-今回リリースする「love and pain」ですが、『愛と痛み』って非常に深い言葉だなという印象です。このタイトルの由来は?
た:これは 1曲目に収録されている楽曲と同じタイトルで、『人間』という言葉を別の言葉で表現するとしたらどんな言葉がいいかなという風に考えてこのタイトルの曲を作ったんですけど、アルバム全体を通して『人間』というキーワードが軸になっているなと思う部分があるので、アルバムが出来上がって、タイトルを考えたときにこの「love and pain」という言葉が一番しっくりくるなと思ってアルバムタイトルにもしました。
-タイトルから、少しドロッとしたイメージのアルバムなのかなという想像だったのですが、全体的にポップな作りで意外でした。でも、ただの明るいポップではなく、人間の本質の深いところをえぐるような歌詞で、陰と陽を感じる部分もある印象で、不思議な感覚でした。
た:元々、私の制作手法というかコンセプト的なものの中に、歌詞の世界観と音の世界観を相反するものにするということが今までも多々ありまして、それによって中和させるような意識や感覚があるんです。

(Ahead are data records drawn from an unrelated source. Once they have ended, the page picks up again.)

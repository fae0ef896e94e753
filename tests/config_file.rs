//! Integration tests for the full Config::load pipeline.
//!
//! These tests exercise the end-to-end flow: TOML file -> raw parse -> preset
//! defaults -> env var expansion -> final Config with KeySource metadata,
//! plus persona profile loading into a seeded store.
//!
//! Each test uses unique env var names to avoid parallel test interference.

use std::io::Write;

use chatrelay::config::{Config, ConfigError, KeySource, Strategy};
use chatrelay::proxy::AppState;

fn write_config(content: &str) -> tempfile::NamedTempFile {
    let mut file = tempfile::NamedTempFile::new().expect("temp config");
    file.write_all(content.as_bytes()).expect("write temp config");
    file
}

#[test]
fn test_load_expands_api_key_reference() {
    let var_name = "CHATRELAY_TEST_CFG_KEY_01";
    std::env::set_var(var_name, "hf_resolved");

    let file = write_config(&format!(
        r#"
[server]
listen = "127.0.0.1:19876"

[upstream]
strategy = "instruction"
url = "https://llm.example.com/generate"
api_key = "${{{}}}"
"#,
        var_name
    ));

    let (config, source) = Config::load(Some(file.path())).expect("config loads");
    assert_eq!(source, KeySource::EnvExpanded);
    assert_eq!(config.upstream.strategy, Strategy::Instruction);
    assert_eq!(
        config.upstream.api_key.as_ref().unwrap().expose_secret(),
        "hf_resolved"
    );

    std::env::remove_var(var_name);
}

#[test]
fn test_load_missing_reference_names_variable() {
    let var_name = "CHATRELAY_TEST_CFG_MISSING_02";
    std::env::remove_var(var_name);

    let file = write_config(&format!(
        r#"
[upstream]
strategy = "plain"
url = "https://llm.example.com/generate"
api_key = "${{{}}}"
"#,
        var_name
    ));

    let err = Config::load(Some(file.path())).unwrap_err().to_string();
    assert!(err.contains(var_name), "Error should name the variable: {}", err);
    assert!(err.contains("upstream.api_key"), "Error should name the field: {}", err);
}

#[test]
fn test_load_reads_key_from_api_key_env() {
    let var_name = "CHATRELAY_TEST_CFG_ENV_03";
    std::env::set_var(var_name, "sk-from-env");

    let file = write_config(&format!(
        r#"
[upstream]
preset = "openai"
api_key_env = "{}"
"#,
        var_name
    ));

    let (config, source) = Config::load(Some(file.path())).expect("config loads");
    assert_eq!(source, KeySource::Environment(var_name.to_string()));
    assert_eq!(config.upstream.model, "gpt-4o-mini");

    std::env::remove_var(var_name);
}

#[test]
fn test_load_fails_without_required_key() {
    let var_name = "CHATRELAY_TEST_CFG_ABSENT_04";
    std::env::remove_var(var_name);

    let file = write_config(&format!(
        r#"
[upstream]
preset = "mistral"
api_key_env = "{}"
"#,
        var_name
    ));

    let err = Config::load(Some(file.path())).unwrap_err();
    assert!(matches!(err, ConfigError::MissingApiKey { .. }));
    assert!(err.to_string().contains(var_name));
}

#[test]
fn test_load_missing_file_is_io_error() {
    let err = Config::load(Some(std::path::Path::new("/nonexistent/chatrelay.toml"))).unwrap_err();
    assert!(matches!(err, ConfigError::Io { .. }));
}

#[tokio::test]
async fn test_profile_seeds_new_sessions() {
    let mut profile = tempfile::NamedTempFile::new().unwrap();
    profile
        .write_all(br#"{"nev": "Kiss Anna", "szemelyiseg": "direct", "nyelv": "hu"}"#)
        .unwrap();

    let file = write_config(&format!(
        r#"
[upstream]
strategy = "instruction"
url = "https://llm.example.com/generate"

[persona]
profile = "{}"
"#,
        profile.path().display()
    ));

    let (config, _) = Config::load(Some(file.path())).expect("config loads");
    let state = AppState::from_config(config).expect("app state");

    let history = state.store.get_or_create("new-session").await;
    assert_eq!(history.len(), 1);
    assert!(history[0].is_system());
    assert!(history[0].content.starts_with("You are Kiss Anna."));
}

#[test]
fn test_broken_profile_fails_startup() {
    let mut profile = tempfile::NamedTempFile::new().unwrap();
    profile.write_all(b"{ not json").unwrap();

    let file = write_config(&format!(
        r#"
[upstream]
strategy = "plain"
url = "https://llm.example.com/generate"

[persona]
profile = "{}"
"#,
        profile.path().display()
    ));

    let (config, _) = tokio_test::assert_ok!(Config::load(Some(file.path())));
    assert!(AppState::from_config(config).is_err());
}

陰と陽を共存させることが真実であり(→なのではないかと思っていて)、両方兼ね備えることでようやく一つになるというか。今作での『愛と痛み』というのも両方があって一人の『人間』かなと思ったので、そういった部分を感じてもらえたようで良かったです。人ってただひたすらに明るいだけの人なんて絶対いないじゃないですか。きっとどこかで闇があるはずだと思うんです。どっちも必要で、どっちかがあるからどっちかが成立するんだと思います。
-今回のアルバムは構成した音数も無駄な音がなくシンプルに成立した暖かいアコースティックサウンドに仕上がっていて非常に引き算がうまいと感じました。全体を通しての音作りのコンセプトを聞かせてほしいです。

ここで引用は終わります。